First, a lesson I learned from my last post. I wrote a line (this line: "...salvation, which precedes discipleship both temporally and spiritually") by which I was attempting to make a distinction between salvation and discipleship. This line was not my focus, not the main point of the post, and I did not give it much of a thought.
Here's the lesson: There is no such thing as a "throw-away line" when it is posted on the internet! The two comments and a few personal conversations I've had about the post have zeroed in on that line and challenged me to clarify the relationship between salvation and discipleship as I see it. And so a line that I saw as no more than a transition into what I really wanted to write about discipleship became the place that generated the most dialogue, and no one mentioned anything about what I saw as the main point, that discipleship is hard work.

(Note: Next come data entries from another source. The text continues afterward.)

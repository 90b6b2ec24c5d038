//! Text Normalization.
//!
//! Cleans a raw question before analysis: whitespace is collapsed, Bengali
//! digits become ASCII digits and math operators are standardized so that
//! `২x + ৫ = ১৩` and `2x + 5 = 13` look the same to every later step.

use regex::Regex;
use std::sync::LazyLock;

static WHITESPACE_RUN: LazyLock<Regex> =
    LazyLock::new(|| Regex::new(r"\s+").expect("Invalid regex: whitespace run"));

// "2 x 3" -> "2*3"
static LETTER_X_PRODUCT: LazyLock<Regex> = LazyLock::new(|| {
    Regex::new(r"([0-9])\s*x\s*([0-9])").expect("Invalid regex: letter x product")
});

// "2 * x" -> "2*x"
static SPACED_PRODUCT: LazyLock<Regex> = LazyLock::new(|| {
    Regex::new(r"([0-9])\s*\*\s*([a-zA-Z])").expect("Invalid regex: spaced product")
});

/// Map a Bengali digit (০..৯) to its ASCII counterpart
fn ascii_digit(c: char) -> Option<char> {
    match c {
        '০'..='৯' => {
            let offset = c as u32 - '০' as u32;
            char::from_digit(offset, 10)
        }
        _ => None,
    }
}

/// Normalize a question for mathematical processing.
///
/// Digit transliteration runs before the numeric patterns so Bengali
/// numerals collapse exactly like Latin ones.
pub fn normalize_text(text: &str) -> String {
    let collapsed = WHITESPACE_RUN.replace_all(text.trim(), " ");

    let transliterated: String = collapsed
        .chars()
        .map(|c| match c {
            '×' => '*',
            '÷' => '/',
            '−' => '-',
            other => ascii_digit(other).unwrap_or(other),
        })
        .collect();

    // A single pass leaves every second link of "2 x 3 x 4" untouched
    let mut normalized = transliterated;
    while LETTER_X_PRODUCT.is_match(&normalized) {
        normalized = LETTER_X_PRODUCT
            .replace_all(&normalized, "${1}*${2}")
            .into_owned();
    }

    SPACED_PRODUCT
        .replace_all(&normalized, "${1}*${2}")
        .into_owned()
}

#[cfg(test)]
mod tests {
    use super::*;

    #[test]
    fn test_whitespace_collapse() {
        assert_eq!(normalize_text("  what   is\t\n gravity  "), "what is gravity");
    }

    #[test]
    fn test_bengali_digits() {
        assert_eq!(normalize_text("১২৩"), "123");
        assert_eq!(normalize_text("০৪৫৬৭৮৯"), "0456789");
    }

    #[test]
    fn test_operator_standardization() {
        assert_eq!(normalize_text("6 × 7 ÷ 2 − 1"), "6 * 7 / 2 - 1");
    }

    #[test]
    fn test_letter_x_multiplication() {
        assert_eq!(normalize_text("2 x 3"), "2*3");
        assert_eq!(normalize_text("2 x 3 x 4"), "2*3*4");
        // a variable next to a digit is not a product
        assert_eq!(normalize_text("2x + 5 = 13"), "2x + 5 = 13");
    }

    #[test]
    fn test_spaced_multiplication_with_variable() {
        assert_eq!(normalize_text("3 * y + 1"), "3*y + 1");
    }

    #[test]
    fn test_bengali_equation_matches_latin() {
        assert_eq!(normalize_text("২x + ৫ = ১৩"), normalize_text("2x + 5 = 13"));
    }

    #[test]
    fn test_idempotent() {
        for text in ["  ২ x ৩   ×  y ", "5 × x", "2 x 3 x 4 x 5", ""] {
            let once = normalize_text(text);
            assert_eq!(normalize_text(&once), once, "not idempotent for '{}'", text);
        }
    }
}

Secondly, to clarify my own theology, I do not separate discipleship and salvation at all. The two are complexly interwoven, to be sure. I use the word "precede" to describe salvation's relationship to discipleship in order to affirm God as the initiator of the process. I believe that discipleship is a human response to God's initiation, at every point. Prior to conversion, God is at work before we are aware. Prior to justification, God makes the invitation. Prior to the journey of sanctification, God's grace is luring, inviting, calling, pulling, urging us onward. All that we do as disciples is in response to what God does to save us.

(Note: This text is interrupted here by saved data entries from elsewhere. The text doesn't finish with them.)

//! Tracing subscriber setup.
//!
//! Logs always go to stderr; stdout is reserved for command output.

use std::io;
use tracing_subscriber::{layer::SubscriberExt, util::SubscriberInitExt, EnvFilter};

use crate::config::TutorConfig;
use crate::error::TutorError;

/// Filter from `RUST_LOG`, falling back to the configured directive
fn env_filter(config: &TutorConfig) -> EnvFilter {
    EnvFilter::try_from_default_env().unwrap_or_else(|_| EnvFilter::new(&config.log_filter))
}

/// Install the global subscriber. Fails if one is already installed.
pub fn init(config: &TutorConfig) -> Result<(), TutorError> {
    let json_layer = config.json_logs.then(|| {
        tracing_subscriber::fmt::layer()
            .json()
            .with_target(true)
            .with_writer(io::stderr)
    });
    let plain_layer = (!config.json_logs).then(|| {
        tracing_subscriber::fmt::layer()
            .with_target(false)
            .with_writer(io::stderr)
    });

    tracing_subscriber::registry()
        .with(env_filter(config))
        .with(json_layer)
        .with(plain_layer)
        .try_init()
        .map_err(|e| TutorError::Config(format!("Failed to initialize logging: {}", e)))
}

And that's what I mean by "...salvation, which precedes discipleship both temporally and spiritually." I hope that makes sense, and I thank those of you who commented online and in person for the reminder that every word counts!
Update: Also posted here.
Sermon for the First Sunday of Lent, Feb. 18, 2024
8 months ago
2 comments:
Could your use of discipleship be compared to doing good works? Good works are not the way to salvation. Rather, good works, our striving to be faithful disciples, flow from the transforming encounter with the saving grace we find in God's act in Christ. Jim
"complexly interwoven"
Wll said Andy!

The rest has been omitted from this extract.